**Work to be completed**: Would you transcribe all of the entries that follow, word for word?

*** The input Section Begins ***

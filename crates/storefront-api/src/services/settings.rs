//! Site settings, served through an explicit TTL cache.

use std::sync::Arc;
use std::time::Duration;

use async_trait::async_trait;
use tokio::sync::RwLock;
use tracing::{info, warn};

use storefront_core::cache::TimedCache;
use storefront_core::result::AppResult;
use storefront_entity::settings::SiteSettings;

/// Data-layer collaborator holding the single site settings row.
#[async_trait]
pub trait SettingsStore: Send + Sync + std::fmt::Debug + 'static {
    /// Loads the current settings.
    async fn load(&self) -> AppResult<SiteSettings>;

    /// Replaces the stored settings.
    async fn save(&self, settings: &SiteSettings) -> AppResult<()>;
}

/// Process-local settings store, used when no database is wired in.
#[derive(Debug, Default)]
pub struct MemorySettingsStore {
    settings: RwLock<SiteSettings>,
}

impl MemorySettingsStore {
    /// Creates a store seeded with `settings`.
    pub fn new(settings: SiteSettings) -> Self {
        Self {
            settings: RwLock::new(settings),
        }
    }
}

#[async_trait]
impl SettingsStore for MemorySettingsStore {
    async fn load(&self) -> AppResult<SiteSettings> {
        Ok(self.settings.read().await.clone())
    }

    async fn save(&self, settings: &SiteSettings) -> AppResult<()> {
        *self.settings.write().await = settings.clone();
        Ok(())
    }
}

/// Reads settings through a [`TimedCache`] and invalidates it on update.
#[derive(Debug)]
pub struct SettingsService {
    store: Arc<dyn SettingsStore>,
    cache: TimedCache<SiteSettings>,
}

impl SettingsService {
    /// Creates a service caching reads for `ttl`.
    pub fn new(store: Arc<dyn SettingsStore>, ttl: Duration) -> Self {
        Self {
            store,
            cache: TimedCache::new(ttl),
        }
    }

    /// Returns the current settings.
    ///
    /// A failing store yields empty settings so public pages still render;
    /// the failure is not cached.
    pub async fn get(&self) -> SiteSettings {
        match self.cache.get_or_try_refresh(|| self.store.load()).await {
            Ok(settings) => settings,
            Err(e) => {
                warn!(error = %e, "Failed to load site settings");
                SiteSettings::default()
            }
        }
    }

    /// Persists new settings and drops the cached copy.
    pub async fn update(&self, settings: SiteSettings) -> AppResult<SiteSettings> {
        self.store.save(&settings).await?;
        self.cache.invalidate().await;
        info!(brand = %settings.brand_name, "Site settings updated");
        Ok(settings)
    }
}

*** The input Section Ends ***

**Written response**:
filename crates/storefront-api/src/services/settings.rs
//! Site settings, served through an explicit TTL cache.

use std::sync::Arc;
use std::time::Duration;

use async_trait::async_trait;
use tokio::sync::RwLock;
use tracing::{info, warn};

use storefront_core::cache::TimedCache;
use storefront_core::result::AppResult;
use storefront_entity::settings::SiteSettings;

/// Data-layer collaborator holding the single site settings row.
#[async_trait]
pub trait SettingsStore: Send + Sync + std::fmt::Debug + 'static {
    /// Loads the current settings.
    async fn load(&self) -> AppResult<SiteSettings>;

    /// Replaces the stored settings.
    async fn save(&self, settings: &SiteSettings) -> AppResult<()>;
}

/// Process-local settings store, used when no database is wired in.
#[derive(Debug, Default)]
pub struct MemorySettingsStore {
    settings: RwLock<SiteSettings>,
}

impl MemorySettingsStore {
    /// Creates a store seeded with `settings`.
    pub fn new(settings: SiteSettings) -> Self {
        Self {
            settings: RwLock::new(settings),
        }
    }
}

#[async_trait]
impl SettingsStore for MemorySettingsStore {
    async fn load(&self) -> AppResult<SiteSettings> {
        Ok(self.settings.read().await.clone())
    }

    async fn save(&self, settings: &SiteSettings) -> AppResult<()> {
        *self.settings.write().await = settings.clone();
        Ok(())
    }
}

/// Reads settings through a [`TimedCache`] and invalidates it on update.
#[derive(Debug)]
pub struct SettingsService {
    store: Arc<dyn SettingsStore>,
    cache: TimedCache<SiteSettings>,
}

impl SettingsService {
    /// Creates a service caching reads for `ttl`.
    pub fn new(store: Arc<dyn SettingsStore>, ttl: Duration) -> Self {
        Self {
            store,
            cache: TimedCache::new(ttl),
        }
    }

    /// Returns the current settings.
    ///
    /// A failing store yields empty settings so public pages still render;
    /// the failure is not cached.
    pub async fn get(&self) -> SiteSettings {
        match self.cache.get_or_try_refresh(|| self.store.load()).await {
            Ok(settings) => settings,
            Err(e) => {
                warn!(error = %e, "Failed to load site settings");
                SiteSettings::default()
            }
        }
    }

    /// Persists new settings and drops the cached copy.
    pub async fn update(&self, settings: SiteSettings) -> AppResult<SiteSettings> {
        self.store.save(&settings).await?;
        self.cache.invalidate().await;
        info!(brand = %settings.brand_name, "Site settings updated");
        Ok(settings)
    }
}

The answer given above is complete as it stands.